NittanyNation: We talked last week, and I wasn't sure whether you were hinting at a commitment or not. So, let me ask you now: Did you know you before coming up to PSU that you were going to leave as a Nittany Lion?
De'Andre Thompkins: Not at all. I didn't go in there thinking I was going to commit or anything. My eyes just opened up, I knew by halftime of the spring game. I told my dad, 'Hey, I think I'm going to commit.' He just asked me if I really thought that was the right choice for me. I said yes, and he was behind it.
Pretty much, I just felt good. It felt like a place that I liked. It had everything I wanted in a school, and I couldn't see why I wouldn't commit.
NN: So when did you really start thinking, Hmmm, maybe I'm going to commit this weekend?
DT: I kind of thought about it the whole first half, just weighing the pros and cons, and it just came to me. There was just a whole bunch of good things and not really any negative: great program, great coaching staff, great environment, good players. Hmm ... what else? What else? And, the fans, they're crazy -- even in the spring game. They were wild and loud, and they were getting into the game.
Everything about the school is just positive. They're always trying to go forward and make themselves better.
NN: What kind of role did Christian Hackenberg, who'll likely be your QB at some point, have on you? Was he a big factor at all?
DT: Not really. He was telling me it was the right place for me, but nobody influenced me to make this choice. I made it solely by myself. And having a quarterback like that, not the fact he was telling me about it but that he stuck through whatever negative people are saying about the school -- I thought if he can do it, why can't I?
He did tell me Penn State was right for me. But when I made my decision, I made it for me.
NN: There are three receivers in this class now with you: Troy Apke and Chris Godwin, who committed Tuesday. I don't know if you anticipated that many, but I don't think most people did. What's your take now on the added competition?
DT: To talk about the competition part, I mean, it's kind of funny because three receivers isn't really considered a lot of competition. If you look at ECU, those guys recruit, like, 11 wide receivers. You have 11 guys to compete with every day.
And I'm not saying I shy away from competition. I love getting better; I want to be with the best people.
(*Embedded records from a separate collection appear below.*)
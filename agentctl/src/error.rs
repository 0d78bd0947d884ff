//! Error types for the execution pipeline

use controlplane::ControlPlaneError;
use std::time::Duration;
use thiserror::Error;

#[derive(Error, Debug)]
pub enum CliError {
    #[error("failed to create ephemeral queue: {message}")]
    QueueCreateFailed { message: String },

    #[error("invalid queue {id}: {message}")]
    InvalidQueue { id: String, message: String },

    #[error("queue not found: {name}")]
    QueueNotFound { name: String },

    #[error("timed out waiting for a worker to register after {}s (first runs install worker dependencies; retry once they are cached)", .elapsed.as_secs())]
    WorkerAttachTimeout { elapsed: Duration },

    #[error("readiness timeout exceeded after {}ms", .elapsed.as_millis())]
    ReadinessTimeout { elapsed: Duration },

    #[error("readiness connection failed: {message}")]
    ReadinessConnectionFailed { message: String },

    #[error("readiness decode failed: {message}")]
    ReadinessDecodeFailed { message: String },

    #[error("failed to start worker process: {message}")]
    WorkerSpawnFailed { message: String },

    #[error("worker crashed {attempts} times within the cooldown window, giving up")]
    SupervisorExhausted { attempts: u32 },

    #[error("local proxy unavailable: {message}")]
    ProxyFailed { message: String },

    #[error("execution failed: {message}")]
    ExecutionFailed { message: String },

    #[error("streaming error: {message}")]
    StreamingFailed { message: String },

    #[error("{failed} executions failed")]
    MultiQueueFailed { failed: usize },

    #[error("execution force terminated by user")]
    ForceTerminated,

    #[error("interrupted by user")]
    Interrupted,

    #[error("worker process (PID {pid}) is not running")]
    WorkerNotRunning { pid: u32 },

    #[error("worker (PID {pid}) did not stop gracefully, sent SIGKILL")]
    WorkerStopForced { pid: u32 },

    #[error("failed to signal worker: {message}")]
    SignalFailed { message: String },

    #[error("configuration error: {message}")]
    ConfigurationError { message: String },

    #[error("control plane error: {0}")]
    ControlPlane(#[from] ControlPlaneError),

    #[error("I/O error: {0}")]
    Io(#[from] std::io::Error),

    #[error("JSON serialization error: {0}")]
    Json(#[from] serde_json::Error),
}

pub type CliResult<T> = Result<T, CliError>;
//! Shared fixtures and helpers for the integration test suites

pub mod fixtures;
pub mod helpers;

pub use fixtures::TestFixtures;
pub use helpers::*;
But having those guys up there, it's not making me shy away from my choice. I did not hesitate about it. When I do go to practice, they're the ones who are going to be pushing me.
NN: You're already ranked as the 54th-best player in the nation, and you're committed to a major program. What else is left for you to accomplish?
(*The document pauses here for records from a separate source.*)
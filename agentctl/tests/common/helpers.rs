//! Test helpers: stub runners, a collecting sink, and mock plumbing

use std::sync::Mutex;
use std::time::Duration;

use async_trait::async_trait;
use tokio::sync::mpsc;
use tokio_util::sync::CancellationToken;

use agentctl::error::CliResult;
use agentctl::orchestrator::{OrchestratorConfig, QueueExecutionResult};
use agentctl::services::QueueManagerConfig;
use agentctl::traits::{OutputSink, WorkerRunner};
use controlplane::{ControlPlaneResult, StreamEvent};

use super::fixtures::TestFixtures;

/// Orchestrator config with short timings suitable for tests
pub fn fast_orchestrator_config() -> OrchestratorConfig {
    let mut config = OrchestratorConfig::new(TestFixtures::ENVIRONMENT);
    config.worker_exit_grace = Duration::from_millis(300);
    config.queue = QueueManagerConfig {
        queue_ttl_seconds: 300,
        attach_poll_interval: Duration::from_millis(20),
        attach_timeout: Duration::from_millis(150),
        release_attempts: 3,
        release_retry_delay: Duration::from_millis(10),
    };
    config
}

/// Sink that records everything it is given
#[derive(Debug, Default)]
pub struct CollectingSink {
    pub chunks: Mutex<Vec<String>>,
    pub statuses: Mutex<Vec<String>>,
    pub notices: Mutex<Vec<String>>,
}

impl CollectingSink {
    pub fn collected_output(&self) -> String {
        self.chunks.lock().unwrap().join("")
    }
}

impl OutputSink for CollectingSink {
    fn chunk(&self, text: &str) {
        self.chunks.lock().unwrap().push(text.to_string());
    }

    fn status(&self, status: &str) {
        self.statuses.lock().unwrap().push(status.to_string());
    }

    fn notice(&self, message: &str) {
        self.notices.lock().unwrap().push(message.to_string());
    }
}

/// Worker that self-terminates after a short delay, like a single-execution
/// runtime that finished its task
pub struct SelfTerminatingRunner {
    pub delay: Duration,
}

#[async_trait]
impl WorkerRunner for SelfTerminatingRunner {
    async fn run(&self, _queue_id: &str, cancel: CancellationToken) -> CliResult<()> {
        tokio::select! {
            _ = tokio::time::sleep(self.delay) => {}
            _ = cancel.cancelled() => {}
        }
        Ok(())
    }
}

/// Worker that only exits when cancelled
pub struct IdleRunner;

#[async_trait]
impl WorkerRunner for IdleRunner {
    async fn run(&self, _queue_id: &str, cancel: CancellationToken) -> CliResult<()> {
        cancel.cancelled().await;
        Ok(())
    }
}

/// Build a ready-to-drain stream receiver from canned events
pub fn stream_of(events: Vec<StreamEvent>) -> mpsc::Receiver<ControlPlaneResult<StreamEvent>> {
    let (tx, rx) = mpsc::channel(events.len().max(1));
    for event in events {
        tx.try_send(Ok(event)).expect("stream channel too small");
    }
    rx
}

/// A stream that closes without ever emitting an event
pub fn empty_stream() -> mpsc::Receiver<ControlPlaneResult<StreamEvent>> {
    let (_tx, rx) = mpsc::channel(1);
    rx
}

/// Assert that multi-queue results are sorted ascending by duration
pub fn assert_sorted_by_duration(results: &[QueueExecutionResult]) {
    for pair in results.windows(2) {
        assert!(
            pair[0].duration <= pair[1].duration,
            "results are not sorted by duration"
        );
    }
}
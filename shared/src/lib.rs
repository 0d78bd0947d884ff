//! Shared identity and logging utilities for the agentctl workspace
//!
//! Contains only the pieces every crate needs: the component identity used
//! to tag log lines, and the tracing subscriber setup.

pub mod logging;
pub mod types;

pub use types::ComponentId;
DT: Try to turn that 54 into a No. 1. And, when I get there, I want to work my butt off. My dream is to be a freshman All-American but when you get there, you have to work your butt off. So I'll just have to improve and open people's eyes.
NN: What have you learned about Bill O'Brien from talking to him throughout this recruiting process?
DT: He's the kind of coach where he coaches first before he's your friend. He's strict, but you know he's strict for a reason. He's a guy who doesn't take nonsense. He wants the best for you, and he wants you to be the best. When you talk to him, you know you need to show eye contact and be on your game. He gives you a lot of insight.